The incidence of Helicobacter pylori infections in patients diagnosed with GC in our study was 12%. This rate is substantially lower than those reported in other GC studies, where the incidence of Helicobacter pylori infection can be as high as 94.40% [15]. Helicobacter pylori infection is clearly described as a risk factor for GC via mechanisms that not only include the development and progression of chronic gastritis and gastric tumors, but also the compromise of immunotherapy efficacy [36,37,38,39]. Globally, close to 90% of non-cardia GC cases are attributable to Helicobacter pylori [14]. The risk of Helicobacter pylori infections extends to both cardia and non-cardia GC patients in high-risk settings [15]. This notable discrepancy between the incidence of Helicobacter pylori infections in our study and relevant literature brings into question the etiology and pathogenesis of GC in Lebanon, which remains unclear and should be explored.

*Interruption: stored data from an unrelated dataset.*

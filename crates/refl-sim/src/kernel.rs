//! Abelès/Parratt specular reflectivity with Névot–Croce roughness.

use num_complex::Complex64;
use refl_model::Slab;

use std::f64::consts::PI;

/// Number of Gauss–Legendre nodes used for resolution smearing.
const RESOLUTION_POINTS: usize = 17;
/// Half width of the smearing window in standard deviations.
const RESOLUTION_LIMIT: f64 = 3.5;
/// FWHM to standard deviation for a Gaussian.
const FWHM: f64 = 2.354_820_045_030_949_3;

/// Unsmeared reflectivity of `slabs` at each momentum transfer in `q` (Å⁻¹).
pub fn abeles(q: &[f64], slabs: &[Slab]) -> Vec<f64> {
    q.iter().map(|&qi| abeles_point(qi, slabs)).collect()
}

fn abeles_point(q: f64, slabs: &[Slab]) -> f64 {
    let q = q.abs();
    if q < 1e-12 || slabs.len() < 2 {
        return 1.0;
    }
    let kz0 = Complex64::new(q * q / 4.0, 0.0);
    let front = Complex64::new(slabs[0].sld, slabs[0].isld) * 1e-6;
    let k: Vec<Complex64> = slabs
        .iter()
        .map(|slab| {
            let rho = Complex64::new(slab.sld, slab.isld) * 1e-6;
            (kz0 - 4.0 * PI * (rho - front)).sqrt()
        })
        .collect();

    // Recursion from the substrate upwards; the backing medium reflects nothing.
    let mut x = Complex64::new(0.0, 0.0);
    for j in (1..slabs.len()).rev() {
        let r = fresnel(k[j - 1], k[j], slabs[j].rough);
        let phase = (Complex64::i() * 2.0 * k[j] * slabs[j].thick).exp();
        let xp = x * phase;
        x = (r + xp) / (1.0 + r * xp);
    }
    x.norm_sqr()
}

fn fresnel(k1: Complex64, k2: Complex64, rough: f64) -> Complex64 {
    let sum = k1 + k2;
    if sum.norm() == 0.0 {
        return Complex64::new(0.0, 0.0);
    }
    (k1 - k2) / sum * (-2.0 * k1 * k2 * rough * rough).exp()
}

/// Reflectivity convolved with a Gaussian resolution of constant dQ/Q.
///
/// `dq` is the FWHM as a percentage of Q. Zero disables smearing.
pub fn smeared(q: &[f64], slabs: &[Slab], dq: f64) -> Vec<f64> {
    if dq <= 0.0 {
        return abeles(q, slabs);
    }
    let (nodes, weights) = gauss_legendre(RESOLUTION_POINTS);
    let kernel: Vec<f64> = nodes
        .iter()
        .zip(&weights)
        .map(|(&x, &w)| {
            let t = x * RESOLUTION_LIMIT;
            w * (-0.5 * t * t).exp()
        })
        .collect();
    let norm: f64 = kernel.iter().sum();

    q.iter()
        .map(|&qi| {
            let sigma = dq / 100.0 * qi.abs() / FWHM;
            let points: Vec<f64> = nodes
                .iter()
                .map(|&x| qi + x * RESOLUTION_LIMIT * sigma)
                .collect();
            abeles(&points, slabs)
                .iter()
                .zip(&kernel)
                .map(|(r, w)| r * w)
                .sum::<f64>()
                / norm
        })
        .collect()
}

/// Gauss–Legendre nodes and weights on [-1, 1].
pub fn gauss_legendre(n: usize) -> (Vec<f64>, Vec<f64>) {
    let mut nodes = vec![0.0; n];
    let mut weights = vec![0.0; n];
    for i in 0..(n + 1) / 2 {
        let mut z = (PI * (i as f64 + 0.75) / (n as f64 + 0.5)).cos();
        let mut derivative = 1.0;
        for _ in 0..100 {
            let mut p1 = 1.0;
            let mut p2 = 0.0;
            for j in 1..=n {
                let p3 = p2;
                p2 = p1;
                p1 = ((2 * j - 1) as f64 * z * p2 - (j - 1) as f64 * p3) / j as f64;
            }
            derivative = n as f64 * (z * p1 - p2) / (z * z - 1.0);
            let previous = z;
            z = previous - p1 / derivative;
            if (z - previous).abs() < 1e-15 {
                break;
            }
        }
        nodes[i] = -z;
        nodes[n - 1 - i] = z;
        let w = 2.0 / ((1.0 - z * z) * derivative * derivative);
        weights[i] = w;
        weights[n - 1 - i] = w;
    }
    (nodes, weights)
}

#[cfg(test)]
mod tests {
    use super::*;
    use approx::assert_relative_eq;

    fn substrate(sld: f64, rough: f64) -> Vec<Slab> {
        vec![
            Slab {
                thick: 0.0,
                sld: 0.0,
                isld: 0.0,
                rough: 0.0,
            },
            Slab {
                thick: 0.0,
                sld,
                isld: 0.0,
                rough,
            },
        ]
    }

    #[test]
    fn bare_substrate_matches_fresnel() {
        let slabs = substrate(2.07, 0.0);
        let q = 0.05;
        let k0 = q / 2.0;
        let k1 = (k0 * k0 - 4.0 * PI * 2.07e-6).sqrt();
        let expected = ((k0 - k1) / (k0 + k1)).powi(2);
        assert_relative_eq!(abeles(&[q], &slabs)[0], expected, max_relative = 1e-10);
    }

    #[test]
    fn total_reflection_below_critical_edge() {
        let slabs = substrate(2.07, 0.0);
        let qc = 4.0 * (PI * 2.07e-6).sqrt();
        let r = abeles(&[0.5 * qc], &slabs)[0];
        assert_relative_eq!(r, 1.0, max_relative = 1e-9);
    }

    #[test]
    fn roughness_lowers_reflectivity() {
        let smooth = abeles(&[0.1], &substrate(2.07, 0.0))[0];
        let rough = abeles(&[0.1], &substrate(2.07, 5.0))[0];
        assert!(rough < smooth);
    }

    #[test]
    fn legendre_weights_integrate_polynomials() {
        let (nodes, weights) = gauss_legendre(RESOLUTION_POINTS);
        let sum: f64 = weights.iter().sum();
        assert_relative_eq!(sum, 2.0, max_relative = 1e-12);
        let x4: f64 = nodes.iter().zip(&weights).map(|(x, w)| w * x.powi(4)).sum();
        assert_relative_eq!(x4, 0.4, max_relative = 1e-10);
    }

    #[test]
    fn smearing_without_resolution_is_identity() {
        let slabs = substrate(2.07, 3.0);
        let q = [0.02, 0.05, 0.1];
        assert_eq!(smeared(&q, &slabs, 0.0), abeles(&q, &slabs));
    }
}
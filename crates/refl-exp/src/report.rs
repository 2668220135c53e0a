use std::fs;
use std::path::{Path, PathBuf};

use chrono::Utc;
use refl_core::errors::ReflError;
use refl_core::provenance::{RunProvenance, SchemaVersion};
use serde::{Deserialize, Serialize};
use tracing::info;

use crate::plan::{DesignPlan, StudyOutcome};
use crate::serde::{from_json_slice, to_canonical_json_bytes};

/// File name used by [`write_report`].
pub const REPORT_FILE: &str = "design_report.json";

/// Result of one study of a plan.
#[derive(Debug, Clone, PartialEq, Serialize, Deserialize)]
pub struct StudyReport {
    /// Study kind.
    pub label: String,
    /// Name of the sample studied.
    pub sample: String,
    /// Seed derived for this study from the plan seed.
    pub seed: u64,
    /// Result of the study.
    pub outcome: StudyOutcome,
}

/// Results of a design plan with the provenance needed to reproduce them.
#[derive(Debug, Clone, PartialEq, Serialize, Deserialize)]
pub struct DesignReport {
    /// Report layout version.
    pub schema: SchemaVersion,
    /// Name of the plan.
    pub plan_name: String,
    /// Hash of the plan that produced the report.
    pub plan_hash: String,
    /// One entry per study, in plan order.
    pub studies: Vec<StudyReport>,
    /// Seed, samples, tools and time of the run.
    pub provenance: RunProvenance,
}

impl DesignReport {
    /// Report of `studies` run from `plan`, stamped with the current time.
    pub fn new(plan: &DesignPlan, studies: Vec<StudyReport>) -> Result<Self, ReflError> {
        let plan_hash = plan.plan_hash()?;
        let provenance = RunProvenance::new(&plan_hash, plan.seed, Utc::now().to_rfc3339())
            .with_samples(studies.iter().map(|study| study.sample.as_str()))
            .with_tool("refl-exp", env!("CARGO_PKG_VERSION"));
        Ok(Self {
            schema: SchemaVersion::default(),
            plan_name: plan.name.clone(),
            plan_hash,
            studies,
            provenance,
        })
    }
}

/// Writes `report` as canonical JSON to `<dir>/design_report.json`.
pub fn write_report(report: &DesignReport, dir: &Path) -> Result<PathBuf, ReflError> {
    fs::create_dir_all(dir).map_err(|err| ReflError::io("report-dir", dir, err))?;
    let path = dir.join(REPORT_FILE);
    let bytes = to_canonical_json_bytes(report)?;
    fs::write(&path, bytes).map_err(|err| ReflError::io("report-write", &path, err))?;
    info!(path = %path.display(), "wrote design report");
    Ok(path)
}

/// Reads a report written by [`write_report`].
pub fn load_report(path: &Path) -> Result<DesignReport, ReflError> {
    let bytes = fs::read(path).map_err(|err| ReflError::io("report-read", path, err))?;
    from_json_slice(&bytes)
}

GC is a highly heterogenous disease and caution is advised when assessing HER2 status, particularly when determined with IHC [40]. Several protocols were placed to promote reproducibility of HER2 testing in GC in light of the technical, tumor-related, sample-related and interpretation-related issues faced in this context. While ISH might still be considered the gold standard of HER2 testing, IHC was shown to have higher diagnostic accuracy [41]. The agreement between IHC and ISH results was found to be significantly substantial in this study. IHC can be considered as a good screening test in our population given that plotting ROC gave a good discrimination of the IHC test (AUC = 0.817; p-value = 0.01). A systematic review and meta-analysis of available evidence also showed good concordance between HER2 IHC and ISH in GC [41]. To note that this concordance was limited to HER2 IHC score 0/1 + or 3 + , suggesting the need for more detailed criteria in score 2 + [41]. Regardless of the agreement between ISH and IHC testing, one study noted that clinicians might consider conducting both IHC and ISH due to the improbability of consistent HER2 staining and laboratory results in the same community [42].

One limitation of the present study is the possibility of a classification bias with self-reported risk factors. As such, smoking, alcohol and fatty foods consumption could be underestimated. In parallel, the main strength point of the study is that HER2-neu status was tested according to a standardized protocol. Also, the study sample was chosen from nine centers in Lebanon and the patients were enrolled from all the Lebanese governorates with similar distribution to Lebanese population. In addition, we believe that these centers caught the majority of newly diagnosed cases of GC. Therefore, the results can be generalized to the Lebanese population.

Conclusions

To conclude and to the best of our knowledge, the present study is the first nationally representative study to provide data on the prevalence of HER2-neu over expression in newly diagnosed early or metastatic GC patients in Lebanon (21%). The study demonstrated a significantly substantial level of agreement between the ICH and ISH results. Such information is essential for the management of GC in the country as it allows to identify candidates who stand to achieve clinical benefit from anti-HER2-neu therapy and to avoid unwarranted treatment of those unlikely to respond.